Collected data:
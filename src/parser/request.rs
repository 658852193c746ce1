//! HTTP request-line parsing and representation.

use std::str::FromStr;

use crate::parser::error::Error;
use crate::parser::method::Method;

/// The request line of one connection.
///
/// Built once from the first line the client sends and never modified afterwards.
#[derive(Debug, Clone, PartialEq, Eq)]
pub struct HttpRequest {
    /// The HTTP method (GET, POST, etc.)
    pub method: Method,
    /// The request path, exactly as sent
    pub path: String,
    /// The protocol version token, exactly as sent
    pub version: String,
}

impl HttpRequest {
    /// Create a new request line.
    pub fn new(method: Method, path: impl Into<String>, version: impl Into<String>) -> Self {
        Self {
            method,
            path: path.into(),
            version: version.into(),
        }
    }
}

/// Parse a request line from a byte slice.
///
/// The input is the first line of the connection, with or without its `\r\n` or `\n`
/// terminator. It must split on whitespace into exactly three tokens. The path is
/// kept verbatim: no percent-decoding and no normalization.
///
/// # Examples
///
/// ```
/// use filehttp_rs::{parse_request_line, Method};
///
/// let request = parse_request_line(b"GET /index.html HTTP/1.1\r\n").unwrap();
/// assert_eq!(request.method, Method::GET);
/// assert_eq!(request.path, "/index.html");
/// assert_eq!(request.version, "HTTP/1.1");
/// ```
pub fn parse_request_line(input: &[u8]) -> Result<HttpRequest, Error> {
    let line = std::str::from_utf8(input).map_err(|_| Error::InvalidEncoding)?;
    let line = line.trim_end_matches(['\r', '\n']);

    if line.trim().is_empty() {
        return Err(Error::EmptyRequest);
    }

    let mut parts = line.split_whitespace();
    let (Some(method), Some(path), Some(version), None) =
        (parts.next(), parts.next(), parts.next(), parts.next())
    else {
        return Err(Error::MalformedRequestLine(line.to_string()));
    };

    Ok(HttpRequest::new(Method::from_str(method)?, path, version))
}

• TASK DIRECTIONS: Check the entries above line by line and return each one containing the word "impl".

• EXERCISE ANSWER:
impl HttpRequest {
    pub fn new(method: Method, path: impl Into<String>, version: impl Into<String>) -> Self {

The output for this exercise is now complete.